Transformers—data models based on neural networks—will radically change how machines interact with us.

Artificial intelligence has promised much, but there has been something holding it back from being used successfully by billions of people: a frustrating struggle for humans and machines to understand one another in natural language.

This is now changing, thanks to the arrival of large language models powered by transformer architectures, one of the most important AI breakthroughs in the past 20 years.

Transformers are neural networks designed to model sequential data and generate a prediction of what should come next in a series. Core to their success is the idea of “attention,” which allows the transformer to “attend” to the most salient features of an input rather than trying to process everything.

These new models have delivered significant improvements to applications using natural language like language translation, summarization, information retrieval, and, most important, text generation. In the past, each required bespoke architectures. Now transformers are delivering state-of-the-art results across the board.

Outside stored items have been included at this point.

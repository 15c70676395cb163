//! Non-fatal diagnostics collected during a build or export.
//!
//! The core only classifies warnings; formatting and display belong to the
//! caller. With the `tracing` feature each recorded warning is also emitted
//! as a `tracing::warn!` event.

#[cfg(feature = "serde")]
use serde::{Deserialize, Serialize};

/// Classification of a non-fatal condition.
#[derive(Clone, Copy, Debug, PartialEq, Eq, Hash, PartialOrd, Ord)]
#[cfg_attr(feature = "serde", derive(Serialize, Deserialize))]
#[cfg_attr(feature = "serde", serde(rename_all = "snake_case"))]
pub enum WarningKind {
    /// Mitochondria dropped because the target format cannot encode them.
    MitochondriaWriteNotSupported,
    /// Endoplasmic reticulum dropped because the target format cannot encode it.
    EndoplasmicReticulumWriteNotSupported,
    /// Perimeters dropped because the target format cannot encode them.
    PerimeterWriteNotSupported,
    /// Writing a morphology without a soma.
    WriteNoSoma,
    /// Writing a morphology without soma and sections.
    WriteEmptyMorphology,
    /// Soma geometry does not conform to its soma type.
    SomaNonConform,
    /// A neurite has no parent although a soma exists.
    DisconnectedNeurite,
    /// A child section does not start at its parent's last point.
    WrongDuplicate,
    /// A neurite attaches to the soma at an unexpected point.
    WrongRootPoint,
    /// A section has exactly one child section.
    OnlyChild,
    /// More than one disconnected tree (under the warn policy).
    MultipleTrees,
    /// Point ids are not contiguous (under relaxed ids).
    IdSequence,
    /// Two consecutive points of a section coincide.
    ZeroLengthSegment,
    /// A single-point section was merged or padded.
    SinglePointSection,
    /// A child section's type differs from its parent's.
    MixedTypeAdjacency,
}

impl WarningKind {
    /// Every warning kind, in declaration order.
    pub const ALL: [WarningKind; 15] = [
        Self::MitochondriaWriteNotSupported,
        Self::EndoplasmicReticulumWriteNotSupported,
        Self::PerimeterWriteNotSupported,
        Self::WriteNoSoma,
        Self::WriteEmptyMorphology,
        Self::SomaNonConform,
        Self::DisconnectedNeurite,
        Self::WrongDuplicate,
        Self::WrongRootPoint,
        Self::OnlyChild,
        Self::MultipleTrees,
        Self::IdSequence,
        Self::ZeroLengthSegment,
        Self::SinglePointSection,
        Self::MixedTypeAdjacency,
    ];
}

/// One entry of a [`WarningLog`].
#[derive(Clone, Debug, PartialEq)]
pub struct Warning {
    /// Classification.
    pub kind: WarningKind,
    /// Human-readable context.
    pub message: String,
    /// Source line, when the codec supplied one.
    pub line: Option<usize>,
}

impl core::fmt::Display for Warning {
    fn fmt(&self, f: &mut core::fmt::Formatter<'_>) -> core::fmt::Result {
        match self.line {
            Some(line) => write!(f, "{:?} (line {line}): {}", self.kind, self.message),
            None => write!(f, "{:?}: {}", self.kind, self.message),
        }
    }
}

/// Ordered, append-only record of warnings.
///
/// Only the crate appends; once a build hands the log to a
/// [`Morphology`](crate::Morphology) it is read-only.
#[derive(Clone, Debug, Default, PartialEq)]
pub struct WarningLog {
    entries: Vec<Warning>,
    ignored: Vec<WarningKind>,
    cap: Option<usize>,
    suppressed: usize,
}

impl WarningLog {
    pub(crate) fn new(cap: Option<usize>, ignored: &[WarningKind]) -> Self {
        Self {
            entries: Vec::new(),
            ignored: ignored.to_vec(),
            cap,
            suppressed: 0,
        }
    }

    /// Records a warning unless its kind is ignored. Past the cap the entry
    /// is only counted.
    pub(crate) fn push(&mut self, kind: WarningKind, message: impl Into<String>, line: Option<usize>) {
        if self.ignored.contains(&kind) {
            return;
        }
        if self.cap.is_some_and(|cap| self.entries.len() >= cap) {
            self.suppressed += 1;
            return;
        }
        let warning = Warning {
            kind,
            message: message.into(),
            line,
        };
        #[cfg(feature = "tracing")]
        tracing::warn!("{warning}");
        self.entries.push(warning);
    }

    /// Recorded warnings in emission order.
    pub fn entries(&self) -> &[Warning] {
        &self.entries
    }

    /// Iterates the recorded warnings.
    pub fn iter(&self) -> core::slice::Iter<'_, Warning> {
        self.entries.iter()
    }

    /// Number of recorded warnings.
    pub fn len(&self) -> usize {
        self.entries.len()
    }

    /// True if nothing was recorded.
    pub fn is_empty(&self) -> bool {
        self.entries.is_empty()
    }

    /// Number of warnings dropped because the cap was reached.
    pub fn suppressed(&self) -> usize {
        self.suppressed
    }

    /// True if at least one warning was dropped by the cap.
    pub fn is_truncated(&self) -> bool {
        self.suppressed > 0
    }

    /// True if a warning of `kind` was recorded.
    pub fn contains(&self, kind: WarningKind) -> bool {
        self.entries.iter().any(|w| w.kind == kind)
    }

    /// Number of recorded warnings of `kind`.
    pub fn count(&self, kind: WarningKind) -> usize {
        self.entries.iter().filter(|w| w.kind == kind).count()
    }
}

impl<'a> IntoIterator for &'a WarningLog {
    type Item = &'a Warning;
    type IntoIter = core::slice::Iter<'a, Warning>;

    fn into_iter(self) -> Self::IntoIter {
        self.entries.iter()
    }
}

Although Google pioneered transformer architecture, OpenAI became the first to demonstrate its power at scale, in 2020, with the launch of GPT-3 (Generative Pre-Trained Transformer 3). At the time, it was the largest language model ever created.

GPT-3’s ability to produce humanlike text generated a wave of excitement. It was only the start. Large language models are now improving at a truly impressive rate.

“Parameter count” is generally accepted as a rough proxy for a model’s capabilities. So far, we’ve seen models perform better on a wide range of tasks as the parameter count scales up. Models have been growing by almost an order of magnitude every year for the past five years, so it’s no surprise that the results have been impressive. However, these very large models are expensive to serve in production.